== EXERCISE DESCRIPTION ==
Copy every line from the material below that holds "Option".

== MATERIAL PROVIDED ==
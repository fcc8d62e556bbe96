// Copyright 2025-Present Datadog, Inc. https://www.datadoghq.com/
// SPDX-License-Identifier: Apache-2.0

use std::time::{Duration, SystemTime};

use crate::clock::elapsed_between;
use crate::schema::sanitize_key;

/// Width of a counter window; also reported to the store as `uinterval`.
pub const COUNTER_WINDOW: Duration = Duration::from_secs(60);

/// Counter reporting the total of the last fully elapsed one-minute window.
///
/// Writes go to the open window; reads only ever see the previous, closed one,
/// so an upload never contains a half-filled minute. Windows roll over lazily
/// on every access.
#[derive(Debug, Clone)]
pub struct RollingCounter {
    previous: i64,
    current: i64,
    window_start: SystemTime,
}

impl RollingCounter {
    pub fn new(now: SystemTime) -> Self {
        Self {
            previous: 0,
            current: 0,
            window_start: now,
        }
    }

    pub fn increment(&mut self, amount: i64, now: SystemTime) {
        self.roll(now);
        self.current = self.current.saturating_add(amount);
    }

    /// Replaces the open window's total, for gauge-like counters.
    pub fn set(&mut self, amount: i64, now: SystemTime) {
        self.roll(now);
        self.current = amount;
    }

    /// Total of the previous full window.
    pub fn value(&mut self, now: SystemTime) -> i64 {
        self.roll(now);
        self.previous
    }

    fn roll(&mut self, now: SystemTime) {
        let elapsed = elapsed_between(self.window_start, now);
        let windows = elapsed.as_secs() / COUNTER_WINDOW.as_secs();
        if windows == 0 {
            return;
        }
        // Past two windows the closed one saw no writes at all.
        self.previous = if windows == 1 { self.current } else { 0 };
        self.current = 0;
        let advance = u32::try_from(windows)
            .map(|n| COUNTER_WINDOW * n)
            .unwrap_or(elapsed);
        self.window_start += advance;
    }
}

/// Builds the composite counter name: sanitized key plus sanitized groups joined by `.`.
pub fn counter_key<S: AsRef<str>>(key: &str, groups: &[S]) -> String {
    let mut name = sanitize_key(key);
    for group in groups {
        name.push('.');
        name.push_str(&sanitize_key(group.as_ref()));
    }
    name
}

#[cfg(test)]
mod tests {
    use super::*;
    use proptest::prelude::*;
    use std::time::UNIX_EPOCH;

    fn t(secs: u64) -> SystemTime {
        UNIX_EPOCH + Duration::from_secs(secs)
    }

    #[test]
    fn test_value_hides_open_window() {
        let mut counter = RollingCounter::new(t(0));
        counter.increment(1, t(1));
        counter.increment(1, t(2));
        counter.increment(1, t(3));
        assert_eq!(counter.value(t(10)), 0);
        assert_eq!(counter.value(t(61)), 3);
    }

    #[test]
    fn test_window_boundary_is_inclusive() {
        let mut counter = RollingCounter::new(t(0));
        counter.increment(5, t(0));
        assert_eq!(counter.value(t(59)), 0);
        assert_eq!(counter.value(t(60)), 5);
        counter.increment(2, t(61));
        assert_eq!(counter.value(t(119)), 5);
        assert_eq!(counter.value(t(120)), 2);
    }

    #[test]
    fn test_long_idle_gap_decays_to_zero() {
        let mut counter = RollingCounter::new(t(0));
        counter.increment(7, t(5));
        assert_eq!(counter.value(t(125)), 0);
        counter.increment(1, t(130));
        // Window start stays aligned to whole minutes after the jump.
        assert_eq!(counter.value(t(180)), 1);
    }

    #[test]
    fn test_set_replaces_open_window() {
        let mut counter = RollingCounter::new(t(0));
        counter.increment(10, t(1));
        counter.set(4, t(2));
        assert_eq!(counter.value(t(60)), 4);
    }

    #[test]
    fn test_counter_key_groups() {
        assert_eq!(counter_key::<&str>("key", &[]), "key");
        assert_eq!(counter_key("key", &["group1", "group2"]), "key.group1.group2");
        assert_eq!(
            counter_key("key", &["invalid.character", "second character"]),
            "key.invalidcharacter.second_character"
        );
    }

    proptest! {
        #[test]
        fn prop_previous_window_total(increments in proptest::collection::vec(0i64..1_000, 0..50)) {
            let mut counter = RollingCounter::new(t(0));
            for (i, amount) in increments.iter().enumerate() {
                counter.increment(*amount, t(i as u64 % 60));
            }
            let expected: i64 = increments.iter().sum();
            prop_assert_eq!(counter.value(t(59)), 0);
            prop_assert_eq!(counter.value(t(60)), expected);
            prop_assert_eq!(counter.value(t(120)), 0);
        }
    }
}
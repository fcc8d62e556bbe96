// Copyright 2025-Present Datadog, Inc. https://www.datadoghq.com/
// SPDX-License-Identifier: Apache-2.0

//! Resolved configuration values and change listeners.
//!
//! [`ConfigSyncState`] holds what the store last reported for each declared
//! key. Applying a pulled config document diffs it against that state and
//! returns the listener invocations to run; the caller dispatches them once
//! every lock is released.

use std::collections::{BTreeMap, HashMap};
use std::fmt;
use std::panic::{catch_unwind, AssertUnwindSafe};
use std::sync::Arc;

use serde_json::Value;
use tracing::{debug, info, warn};

use crate::error::ClientError;
use crate::schema::SchemaRegistry;

/// Callback fired when a configuration value changes after its first resolution.
///
/// Listeners run synchronously on the task that performed the pull and must
/// not block; a slow listener delays that caller directly.
pub trait ConfigListener: Send + Sync {
    fn config_changed(&self, key: &str);
}

impl<F> ConfigListener for F
where
    F: Fn(&str) + Send + Sync,
{
    fn config_changed(&self, key: &str) {
        self(key)
    }
}

#[derive(Default)]
struct ResolvedConfig {
    current: Option<String>,
    listeners: Vec<Arc<dyn ConfigListener>>,
}

/// Current value and listeners for every declared key.
#[derive(Default)]
pub struct ConfigSyncState {
    entries: HashMap<String, ResolvedConfig>,
}

impl fmt::Debug for ConfigSyncState {
    fn fmt(&self, f: &mut fmt::Formatter<'_>) -> fmt::Result {
        let mut map = f.debug_map();
        for (key, entry) in &self.entries {
            map.entry(key, &(entry.current.is_some(), entry.listeners.len()));
        }
        map.finish()
    }
}

impl ConfigSyncState {
    pub fn new() -> Self {
        Self::default()
    }

    /// Resolved value for `key`, or its declared default if nothing was pulled yet.
    pub fn read(&self, schema: &SchemaRegistry, key: &str) -> Result<String, ClientError> {
        let field = schema
            .get(key)
            .ok_or_else(|| ClientError::UnknownField(key.to_string()))?;
        let value = self
            .entries
            .get(key)
            .and_then(|entry| entry.current.clone())
            .unwrap_or_else(|| field.default_value.clone());
        Ok(value)
    }

    /// Value pulled from the store, `None` if the key was never resolved.
    pub fn resolved(&self, key: &str) -> Option<&str> {
        self.entries.get(key).and_then(|e| e.current.as_deref())
    }

    pub fn register_listener(
        &mut self,
        schema: &SchemaRegistry,
        key: &str,
        listener: Arc<dyn ConfigListener>,
    ) -> Result<(), ClientError> {
        if !schema.contains(key) {
            return Err(ClientError::UnknownField(key.to_string()));
        }
        self.entries
            .entry(key.to_string())
            .or_default()
            .listeners
            .push(listener);
        Ok(())
    }

    /// Diffs a raw config document (`{key: {"value": ..}, ..}`) against the
    /// resolved state, updating every changed key.
    ///
    /// Keys not in the schema are ignored. Listeners are only queued for keys
    /// that already had a resolved value, so the first pull after startup
    /// never fires them.
    pub fn apply_pulled(
        &mut self,
        schema: &SchemaRegistry,
        raw: &str,
    ) -> Result<PendingNotifications, serde_json::Error> {
        let document: BTreeMap<String, Value> = serde_json::from_str(raw)?;
        let mut pending = PendingNotifications::default();

        for (key, entry) in document {
            let Some(field) = schema.get(&key) else {
                continue;
            };
            let new_value = match entry.get("value") {
                Some(Value::String(value)) => value.clone(),
                Some(Value::Null) | None => {
                    warn!(key = %key, "Pulled configuration entry has no value, ignoring");
                    continue;
                }
                Some(other) => other.to_string(),
            };

            let resolved = self.entries.entry(key.clone()).or_default();
            if resolved.current.as_deref() == Some(new_value.as_str()) {
                continue;
            }

            let previous = resolved.current.replace(new_value.clone());
            if field.field_type.is_sensitive() {
                info!("Configuration value for '{}' changed.", key);
            } else {
                let old_value = previous.as_deref().unwrap_or(&field.default_value);
                info!(
                    "Configuration value for {} changed ({} => {})",
                    key, old_value, new_value
                );
            }

            if previous.is_some() {
                for listener in &resolved.listeners {
                    pending.push(key.clone(), Arc::clone(listener));
                }
            }
        }

        debug!(
            notifications = pending.len(),
            "Configuration pulled successfully"
        );
        Ok(pending)
    }
}

/// Listener invocations queued by a diff pass.
#[derive(Default)]
pub struct PendingNotifications {
    calls: Vec<(String, Arc<dyn ConfigListener>)>,
}

impl PendingNotifications {
    fn push(&mut self, key: String, listener: Arc<dyn ConfigListener>) {
        self.calls.push((key, listener));
    }

    pub fn len(&self) -> usize {
        self.calls.len()
    }

    pub fn is_empty(&self) -> bool {
        self.calls.is_empty()
    }

    /// Runs every queued listener in order. A panicking listener is logged and
    /// skipped. Returns the number of listeners that panicked.
    pub fn dispatch(self) -> usize {
        let mut failures = 0;
        for (key, listener) in self.calls {
            let outcome = catch_unwind(AssertUnwindSafe(|| listener.config_changed(&key)));
            if let Err(panic) = outcome {
                failures += 1;
                let message = panic
                    .downcast_ref::<&str>()
                    .map(|s| s.to_string())
                    .or_else(|| panic.downcast_ref::<String>().cloned())
                    .unwrap_or_else(|| "unknown panic".to_string());
                warn!(key = %key, panic = %message, "Configuration update listener panicked");
            }
        }
        failures
    }
}

impl fmt::Debug for PendingNotifications {
    fn fmt(&self, f: &mut fmt::Formatter<'_>) -> fmt::Result {
        f.debug_list()
            .entries(self.calls.iter().map(|(key, _)| key))
            .finish()
    }
}

#[cfg(test)]
mod tests {
    use super::*;
    use crate::schema::FieldType;
    use std::sync::atomic::{AtomicUsize, Ordering};
    use std::sync::Mutex;
    use tracing_test::traced_test;

    fn schema_with_bool() -> SchemaRegistry {
        let mut schema = SchemaRegistry::new();
        schema.declare("bool", "title", "description", "0", FieldType::Boolean);
        schema
    }

    fn counting_listener() -> (Arc<AtomicUsize>, Arc<dyn ConfigListener>) {
        let calls = Arc::new(AtomicUsize::new(0));
        let seen = Arc::clone(&calls);
        let listener: Arc<dyn ConfigListener> = Arc::new(move |key: &str| {
            assert_eq!(key, "bool");
            seen.fetch_add(1, Ordering::SeqCst);
        });
        (calls, listener)
    }

    #[test]
    fn test_read_returns_default_before_pull() {
        let schema = schema_with_bool();
        let state = ConfigSyncState::new();
        assert_eq!(state.read(&schema, "bool").unwrap(), "0");
        assert!(state.resolved("bool").is_none());
        assert!(matches!(
            state.read(&schema, "missing"),
            Err(ClientError::UnknownField(_))
        ));
    }

    #[test]
    fn test_first_resolution_does_not_notify() {
        let schema = schema_with_bool();
        let mut state = ConfigSyncState::new();
        let (calls, listener) = counting_listener();
        state.register_listener(&schema, "bool", listener).unwrap();

        let pending = state
            .apply_pulled(&schema, r#"{"bool": {"value": "1"}}"#)
            .unwrap();
        assert!(pending.is_empty());
        pending.dispatch();
        assert_eq!(calls.load(Ordering::SeqCst), 0);
        assert_eq!(state.read(&schema, "bool").unwrap(), "1");
    }

    #[test]
    fn test_change_notifies_once() {
        let schema = schema_with_bool();
        let mut state = ConfigSyncState::new();
        let (calls, listener) = counting_listener();
        state.register_listener(&schema, "bool", listener).unwrap();

        state
            .apply_pulled(&schema, r#"{"bool": {"value": "1"}}"#)
            .unwrap()
            .dispatch();
        state
            .apply_pulled(&schema, r#"{"bool": {"value": "1"}}"#)
            .unwrap()
            .dispatch();
        assert_eq!(calls.load(Ordering::SeqCst), 0);

        state
            .apply_pulled(&schema, r#"{"bool": {"value": "0"}}"#)
            .unwrap()
            .dispatch();
        assert_eq!(calls.load(Ordering::SeqCst), 1);
    }

    #[test]
    fn test_value_equal_to_default_still_resolves() {
        let schema = schema_with_bool();
        let mut state = ConfigSyncState::new();
        state
            .apply_pulled(&schema, r#"{"bool": {"value": "0"}}"#)
            .unwrap();
        assert_eq!(state.resolved("bool"), Some("0"));
    }

    #[test]
    fn test_unknown_and_malformed_entries_are_skipped() {
        let schema = schema_with_bool();
        let mut state = ConfigSyncState::new();
        state
            .apply_pulled(
                &schema,
                r#"{"other": {"value": "x"}, "bool": {"changed": 1}}"#,
            )
            .unwrap();
        assert!(state.resolved("bool").is_none());
        state
            .apply_pulled(&schema, r#"{"bool": {"value": null}}"#)
            .unwrap();
        assert!(state.resolved("bool").is_none());
        state
            .apply_pulled(&schema, r#"{"bool": {"value": "1"}}"#)
            .unwrap();
        let pending = state
            .apply_pulled(&schema, r#"{"bool": {"value": null}}"#)
            .unwrap();
        assert!(pending.is_empty());
        assert_eq!(state.resolved("bool"), Some("1"));
        assert!(state.resolved("other").is_none());
        assert!(state.apply_pulled(&schema, "[1, 2]").is_err());
    }

    #[test]
    fn test_non_string_values_are_stringified() {
        let schema = schema_with_bool();
        let mut state = ConfigSyncState::new();
        state
            .apply_pulled(&schema, r#"{"bool": {"value": 1}}"#)
            .unwrap();
        assert_eq!(state.resolved("bool"), Some("1"));
    }

    #[test]
    fn test_listener_requires_declared_key() {
        let schema = schema_with_bool();
        let mut state = ConfigSyncState::new();
        let (_, listener) = counting_listener();
        assert!(matches!(
            state.register_listener(&schema, "nope", listener),
            Err(ClientError::UnknownField(key)) if key == "nope"
        ));
    }

    #[test]
    fn test_panicking_listener_is_isolated() {
        let schema = schema_with_bool();
        let mut state = ConfigSyncState::new();
        let order = Arc::new(Mutex::new(Vec::new()));

        let first = Arc::clone(&order);
        state
            .register_listener(
                &schema,
                "bool",
                Arc::new(move |_: &str| {
                    first.lock().unwrap().push("first");
                    panic!("listener failure");
                }),
            )
            .unwrap();
        let second = Arc::clone(&order);
        state
            .register_listener(
                &schema,
                "bool",
                Arc::new(move |_: &str| second.lock().unwrap().push("second")),
            )
            .unwrap();

        state
            .apply_pulled(&schema, r#"{"bool": {"value": "1"}}"#)
            .unwrap();
        let pending = state
            .apply_pulled(&schema, r#"{"bool": {"value": "0"}}"#)
            .unwrap();
        assert_eq!(pending.len(), 2);
        assert_eq!(pending.dispatch(), 1);
        assert_eq!(*order.lock().unwrap(), vec!["first", "second"]);
    }

    #[test]
    #[traced_test]
    fn test_password_value_not_logged() {
        let mut schema = SchemaRegistry::new();
        schema.declare("password_title", "title", "description", "pass1", FieldType::Password);
        let mut state = ConfigSyncState::new();
        state
            .apply_pulled(&schema, r#"{"password_title": {"value": "pass2"}}"#)
            .unwrap();

        assert!(logs_contain("Configuration value for 'password_title' changed."));
        assert!(!logs_contain("pass2"));
        assert!(!logs_contain("pass1"));
    }

    #[test]
    #[traced_test]
    fn test_plain_value_change_logged() {
        let schema = schema_with_bool();
        let mut state = ConfigSyncState::new();
        state
            .apply_pulled(&schema, r#"{"bool": {"value": "1"}}"#)
            .unwrap();
        assert!(logs_contain("Configuration value for bool changed (0 => 1)"));
    }
}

== TASK RESULT ==
    current: Option<String>,
    pub fn resolved(&self, key: &str) -> Option<&str> {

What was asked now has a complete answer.